Mexican burritos allow you to experience all the textures and flavors with your hands. Tex-Mex burritos focus more on big portions than authentic Mexican style.
Mexican burritos often cost a dollar or two at small taquerias and street food stalls. At a sit-down Mexican restaurant, they may cost $3-$5.
Tex-Mex burritos are more likely to be around $10 at a full-service Tex-Mex restaurant. Some gourmet ones with lots of fillings can cost $15 or more.
You pay more for the large size and full meal Tex-Mex experience versus the authentic Mexican flavors.
Both Mexican and Tex-Mex burritos have gained popularity over the decades:
- Mexican burritos – Remain very popular street food in Mexico and the Southwest US. Celebrated for authentic flavors.
- Tex-Mex burritos – Have exploded in popularity across the US. Especially popularized by chains like Chipotle, Qdoba, Freebirds.
Mexican burritos retain devoted fans who seek an authentic experience. But Tex-Mex burritos have become more widely popular across America thanks to mass franchising.
Freezing and Reheating
Burritos freeze well for reheating later:
- Let burritos cool completely before freezing
- Wrap each burrito tightly in plastic wrap then foil
- Freeze for up to 3 months
- Reheat frozen burritos still wrapped in microwave or oven
- Let sit for a few minutes before unwrapping to finish steaming
Both Mexican and Tex-Mex burritos can be frozen and reheated. Just be careful of any fillings with cream or guacamole separating.

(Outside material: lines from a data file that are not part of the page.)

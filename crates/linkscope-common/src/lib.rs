//! Common types and utilities for the linkscope backend.
//!
//! This crate provides foundational types used across all linkscope crates:
//! - Editor positions (`Position`, `Range`, `Location`) and `LineMap`
//! - Parser-native positions (`NativePosition`, `NativeSpan`)
//! - Diagnostic categories, codes and message templates
//! - Analysis options (configuration)
//! - Limits and thresholds

// Position/Range types for line/column source locations
pub mod position;
pub use position::{LineMap, Location, NativePosition, NativeSpan, Position, Range};

// Diagnostic categories, codes and message templates
pub mod diagnostics;
pub use diagnostics::{DiagnosticCategory, DiagnosticMessage, format_message};

// Analysis options loaded from linkscope.json
pub mod config;
pub use config::{AnalysisOptions, PositionShiftConfig, RuntimeCheckOptions};

// Centralized limits and thresholds
pub mod limits;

While both Mexican and Tex-Mex burritos are wrapped, tortilla-based dishes, they have evolved to become very different. Authentic Mexican burritos focus on traditional south of the border flavors and ingredients. Tex-Mex burritos cater more to American palates with beef, cheese, lettuce and other fillings. Mexican burritos are smaller, simpler, and meant to be eaten by hand. Tex-Mex burritos are huge meal-sized affairs perfect for forks. Both have their devotees, but Tex-Mex burritos have certainly become more ubiquitous across America through mass franchising. Their similarities are only surface deep – fillings, size, and overall experience clearly distinguish these iconic wrapped treats.